Problem — What you return should be the line containing "#[derive(Debug, thiserror::Error)]" and each line after it to the end of the records, copied exactly.
((
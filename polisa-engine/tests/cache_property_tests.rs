use chrono::Duration as ChronoDuration;
use polisa_engine::{CacheConfig, CacheKey, TtlCache};
use polisa_test_utils::generators::{arb_date_range, arb_selection_pair};
use polisa_test_utils::{fixtures, FilterSelection, Granularity, ManualClock, SeriesQuery};
use proptest::prelude::*;
use std::sync::Arc;
use std::time::Duration;

fn cache_with_clock(ttl_secs: u64) -> (TtlCache<u32>, Arc<ManualClock>) {
    let clock = Arc::new(ManualClock::default());
    let cache = TtlCache::with_clock(
        CacheConfig::new().with_ttl(Duration::from_secs(ttl_secs)),
        clock.clone(),
    );
    (cache, clock)
}

proptest! {
    #[test]
    fn key_ignores_id_order((original, reordered) in arb_selection_pair(), range in arb_date_range()) {
        let a = SeriesQuery::new("production", Granularity::Month, range).with_filters(original);
        let b = SeriesQuery::new("production", Granularity::Month, range).with_filters(reordered);
        prop_assert_eq!(CacheKey::for_query(&a), CacheKey::for_query(&b));
    }

    #[test]
    fn key_separates_ranges(range in arb_date_range(), shift in 1i64..30) {
        let shifted = polisa_test_utils::DateRange::new(
            range.start(),
            range.end() + ChronoDuration::days(shift),
        )
        .unwrap();
        let a = SeriesQuery::new("production", Granularity::Month, range);
        let b = SeriesQuery::new("production", Granularity::Month, shifted);
        prop_assert_ne!(CacheKey::for_query(&a), CacheKey::for_query(&b));
    }

    #[test]
    fn entries_live_exactly_ttl_seconds(ttl in 1u64..3600, elapsed in 0u64..7200) {
        let (cache, clock) = cache_with_clock(ttl);
        cache.set("k", 7);
        clock.advance(ChronoDuration::seconds(elapsed as i64));
        let expected = if elapsed <= ttl { Some(7) } else { None };
        prop_assert_eq!(cache.get("k"), expected);
    }

    #[test]
    fn writes_replace_and_restart_the_clock(ttl in 2u64..600) {
        let (cache, clock) = cache_with_clock(ttl);
        cache.set("k", 1);
        clock.advance(ChronoDuration::seconds(ttl as i64 - 1));
        cache.set("k", 2);
        clock.advance(ChronoDuration::seconds(ttl as i64 - 1));
        prop_assert_eq!(cache.get("k"), Some(2));
        prop_assert_eq!(cache.len(), 1);
    }
}

#[test]
fn list_names_are_part_of_the_key() {
    let range = fixtures::first_half_2024();
    let by_branch = SeriesQuery::new("production", Granularity::Month, range)
        .with_filters(FilterSelection::new().with("branchIds", [1]));
    let by_company = SeriesQuery::new("production", Granularity::Month, range)
        .with_filters(FilterSelection::new().with("companyIds", [1]));
    assert_ne!(
        CacheKey::for_query(&by_branch),
        CacheKey::for_query(&by_company)
    );
}

#[test]
fn expired_read_evicts_and_counts() {
    let (cache, clock) = cache_with_clock(300);
    cache.set("a", 1);
    cache.set("b", 2);
    clock.advance(ChronoDuration::seconds(301));

    assert_eq!(cache.get("a"), None);
    assert_eq!(cache.len(), 1);
    let stats = cache.stats();
    assert_eq!(stats.expired, 1);
    assert_eq!(stats.misses, 1);
    assert_eq!(stats.hits, 0);
}

#[test]
fn shared_cache_is_visible_across_threads() {
    let cache = Arc::new(TtlCache::<String>::new(CacheConfig::default()));
    let writers: Vec<_> = (0..4)
        .map(|i| {
            let cache = cache.clone();
            std::thread::spawn(move || cache.set(format!("key-{}", i), format!("value-{}", i)))
        })
        .collect();
    for writer in writers {
        writer.join().unwrap();
    }
    for i in 0..4 {
        assert_eq!(cache.get(&format!("key-{}", i)), Some(format!("value-{}", i)));
    }
}
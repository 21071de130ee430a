//! Client-level errors: everything that can stop the console before or
//! outside a backend request.

use polisa_core::NetworkError;

use crate::config::ConfigError;

#[derive(Debug, thiserror::Error)]
pub enum ClientError {
    #[error("Config error: {0}")]
    Config(#[from] ConfigError),
    #[error("HTTP client setup failed: {0}")]
    Http(#[from] reqwest::Error),
    #[error("Invalid credential header: {0}")]
    InvalidHeader(#[from] reqwest::header::InvalidHeaderValue),
    #[error("Telemetry setup failed: {0}")]
    Telemetry(String),
    #[error("IO error: {0}")]
    Io(#[from] std::io::Error),
    #[error(transparent)]
    Network(#[from] NetworkError),
}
))
Written response —
#[derive(Debug, thiserror::Error)]
pub enum ClientError {
    #[error("Config error: {0}")]
    Config(#[from] ConfigError),
    #[error("HTTP client setup failed: {0}")]
    Http(#[from] reqwest::Error),
    #[error("Invalid credential header: {0}")]
    InvalidHeader(#[from] reqwest::header::InvalidHeaderValue),
    #[error("Telemetry setup failed: {0}")]
    Telemetry(String),
    #[error("IO error: {0}")]
    Io(#[from] std::io::Error),
    #[error(transparent)]
    Network(#[from] NetworkError),
}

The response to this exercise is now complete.